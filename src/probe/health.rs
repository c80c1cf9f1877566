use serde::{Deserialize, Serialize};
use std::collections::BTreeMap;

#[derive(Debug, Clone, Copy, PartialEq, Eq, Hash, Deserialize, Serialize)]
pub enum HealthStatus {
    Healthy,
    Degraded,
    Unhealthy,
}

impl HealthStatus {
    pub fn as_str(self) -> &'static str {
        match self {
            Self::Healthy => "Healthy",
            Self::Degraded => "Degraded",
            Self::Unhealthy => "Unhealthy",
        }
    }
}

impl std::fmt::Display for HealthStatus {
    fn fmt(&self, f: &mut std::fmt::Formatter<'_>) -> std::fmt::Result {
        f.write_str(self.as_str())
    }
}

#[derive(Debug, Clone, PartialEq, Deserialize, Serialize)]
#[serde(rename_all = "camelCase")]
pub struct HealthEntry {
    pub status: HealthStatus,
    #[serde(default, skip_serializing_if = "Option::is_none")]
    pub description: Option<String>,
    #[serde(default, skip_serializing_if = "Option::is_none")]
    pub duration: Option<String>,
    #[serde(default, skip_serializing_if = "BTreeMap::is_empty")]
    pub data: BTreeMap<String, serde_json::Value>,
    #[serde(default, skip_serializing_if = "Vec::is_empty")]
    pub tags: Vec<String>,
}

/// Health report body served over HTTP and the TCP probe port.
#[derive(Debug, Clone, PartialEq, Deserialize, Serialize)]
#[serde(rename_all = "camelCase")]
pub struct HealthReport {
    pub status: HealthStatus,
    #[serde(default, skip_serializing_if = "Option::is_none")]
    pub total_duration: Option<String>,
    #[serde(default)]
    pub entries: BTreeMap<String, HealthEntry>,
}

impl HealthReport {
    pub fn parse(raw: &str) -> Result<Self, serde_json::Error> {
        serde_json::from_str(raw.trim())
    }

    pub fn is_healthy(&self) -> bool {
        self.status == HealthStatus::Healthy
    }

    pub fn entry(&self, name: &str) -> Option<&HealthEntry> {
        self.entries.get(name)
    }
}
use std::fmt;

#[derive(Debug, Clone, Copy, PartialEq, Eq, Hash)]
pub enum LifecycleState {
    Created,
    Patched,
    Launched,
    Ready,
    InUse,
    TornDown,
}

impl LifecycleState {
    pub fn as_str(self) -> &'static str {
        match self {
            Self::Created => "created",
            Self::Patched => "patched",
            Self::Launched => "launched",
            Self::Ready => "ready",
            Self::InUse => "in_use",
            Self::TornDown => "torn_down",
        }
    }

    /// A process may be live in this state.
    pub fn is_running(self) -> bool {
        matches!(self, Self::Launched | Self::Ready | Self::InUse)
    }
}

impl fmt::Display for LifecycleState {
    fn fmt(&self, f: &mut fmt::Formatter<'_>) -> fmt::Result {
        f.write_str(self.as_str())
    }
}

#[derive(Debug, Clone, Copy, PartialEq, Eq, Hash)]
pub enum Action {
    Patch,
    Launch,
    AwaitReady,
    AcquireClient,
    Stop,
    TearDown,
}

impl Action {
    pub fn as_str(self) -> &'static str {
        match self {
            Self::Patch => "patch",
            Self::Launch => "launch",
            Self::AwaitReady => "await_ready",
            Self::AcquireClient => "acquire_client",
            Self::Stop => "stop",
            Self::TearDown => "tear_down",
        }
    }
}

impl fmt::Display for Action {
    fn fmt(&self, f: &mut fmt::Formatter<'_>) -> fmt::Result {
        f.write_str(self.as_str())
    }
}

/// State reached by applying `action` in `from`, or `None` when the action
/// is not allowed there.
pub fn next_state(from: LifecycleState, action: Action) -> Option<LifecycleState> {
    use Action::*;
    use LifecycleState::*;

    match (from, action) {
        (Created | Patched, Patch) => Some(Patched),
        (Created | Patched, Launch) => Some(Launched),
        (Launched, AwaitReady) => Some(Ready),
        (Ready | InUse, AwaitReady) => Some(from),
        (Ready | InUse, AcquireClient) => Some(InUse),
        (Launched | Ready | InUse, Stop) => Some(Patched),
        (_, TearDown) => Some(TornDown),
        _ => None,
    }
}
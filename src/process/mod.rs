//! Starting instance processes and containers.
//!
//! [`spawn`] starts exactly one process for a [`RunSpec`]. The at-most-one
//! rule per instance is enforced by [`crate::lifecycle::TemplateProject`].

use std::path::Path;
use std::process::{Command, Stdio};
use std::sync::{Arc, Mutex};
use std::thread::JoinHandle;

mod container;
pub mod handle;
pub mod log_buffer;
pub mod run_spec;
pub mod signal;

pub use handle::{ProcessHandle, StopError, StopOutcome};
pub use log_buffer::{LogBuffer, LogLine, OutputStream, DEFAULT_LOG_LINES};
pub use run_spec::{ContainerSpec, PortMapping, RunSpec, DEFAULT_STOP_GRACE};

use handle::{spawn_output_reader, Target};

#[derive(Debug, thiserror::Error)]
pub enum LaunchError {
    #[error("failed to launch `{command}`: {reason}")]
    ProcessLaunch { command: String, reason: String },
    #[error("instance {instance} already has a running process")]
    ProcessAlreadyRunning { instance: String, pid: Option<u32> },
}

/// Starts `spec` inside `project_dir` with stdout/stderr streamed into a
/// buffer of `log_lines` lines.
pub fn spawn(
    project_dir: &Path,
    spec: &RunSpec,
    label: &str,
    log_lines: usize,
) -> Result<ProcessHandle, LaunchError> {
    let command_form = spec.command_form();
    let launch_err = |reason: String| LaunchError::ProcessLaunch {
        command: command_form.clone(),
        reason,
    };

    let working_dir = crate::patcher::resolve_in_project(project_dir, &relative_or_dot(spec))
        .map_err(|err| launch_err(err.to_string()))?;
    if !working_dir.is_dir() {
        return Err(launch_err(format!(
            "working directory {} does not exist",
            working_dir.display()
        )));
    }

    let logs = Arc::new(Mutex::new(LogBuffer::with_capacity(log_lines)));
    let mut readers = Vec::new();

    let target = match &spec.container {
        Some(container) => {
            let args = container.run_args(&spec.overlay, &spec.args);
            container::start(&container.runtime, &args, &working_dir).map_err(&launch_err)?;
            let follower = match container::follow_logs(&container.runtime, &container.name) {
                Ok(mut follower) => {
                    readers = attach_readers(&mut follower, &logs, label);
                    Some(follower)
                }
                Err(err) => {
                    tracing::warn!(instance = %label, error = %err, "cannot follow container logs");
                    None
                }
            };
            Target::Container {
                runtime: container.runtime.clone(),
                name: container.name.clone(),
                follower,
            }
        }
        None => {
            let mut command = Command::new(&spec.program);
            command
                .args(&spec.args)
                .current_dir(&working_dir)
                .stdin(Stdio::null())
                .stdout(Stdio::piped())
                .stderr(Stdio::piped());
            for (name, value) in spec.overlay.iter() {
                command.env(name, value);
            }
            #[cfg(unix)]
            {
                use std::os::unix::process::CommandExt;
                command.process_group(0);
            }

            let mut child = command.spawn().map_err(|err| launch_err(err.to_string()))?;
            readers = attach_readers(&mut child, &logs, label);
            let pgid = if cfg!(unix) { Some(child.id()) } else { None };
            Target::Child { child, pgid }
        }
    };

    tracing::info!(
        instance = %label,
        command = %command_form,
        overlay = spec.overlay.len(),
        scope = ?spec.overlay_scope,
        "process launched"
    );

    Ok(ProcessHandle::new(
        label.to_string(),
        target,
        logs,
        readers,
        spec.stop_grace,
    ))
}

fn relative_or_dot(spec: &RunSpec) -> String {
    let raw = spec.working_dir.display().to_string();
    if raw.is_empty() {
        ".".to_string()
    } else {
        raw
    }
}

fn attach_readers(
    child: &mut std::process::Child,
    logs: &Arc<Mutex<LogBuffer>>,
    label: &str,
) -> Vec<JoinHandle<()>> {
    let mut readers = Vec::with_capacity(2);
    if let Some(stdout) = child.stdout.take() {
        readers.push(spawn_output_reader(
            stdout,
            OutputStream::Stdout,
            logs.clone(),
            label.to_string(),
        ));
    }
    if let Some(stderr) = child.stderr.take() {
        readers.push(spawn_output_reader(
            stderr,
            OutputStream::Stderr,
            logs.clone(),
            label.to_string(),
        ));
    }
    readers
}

◆ ◆ ◆ ◆

Task to carry out:
Look for the string "RunSpec" in the records, and copy every line where it is found.

Exercise answer:
//! [`spawn`] starts exactly one process for a [`RunSpec`]. The at-most-one
pub use run_spec::{ContainerSpec, PortMapping, RunSpec, DEFAULT_STOP_GRACE};
    spec: &RunSpec,
fn relative_or_dot(spec: &RunSpec) -> String {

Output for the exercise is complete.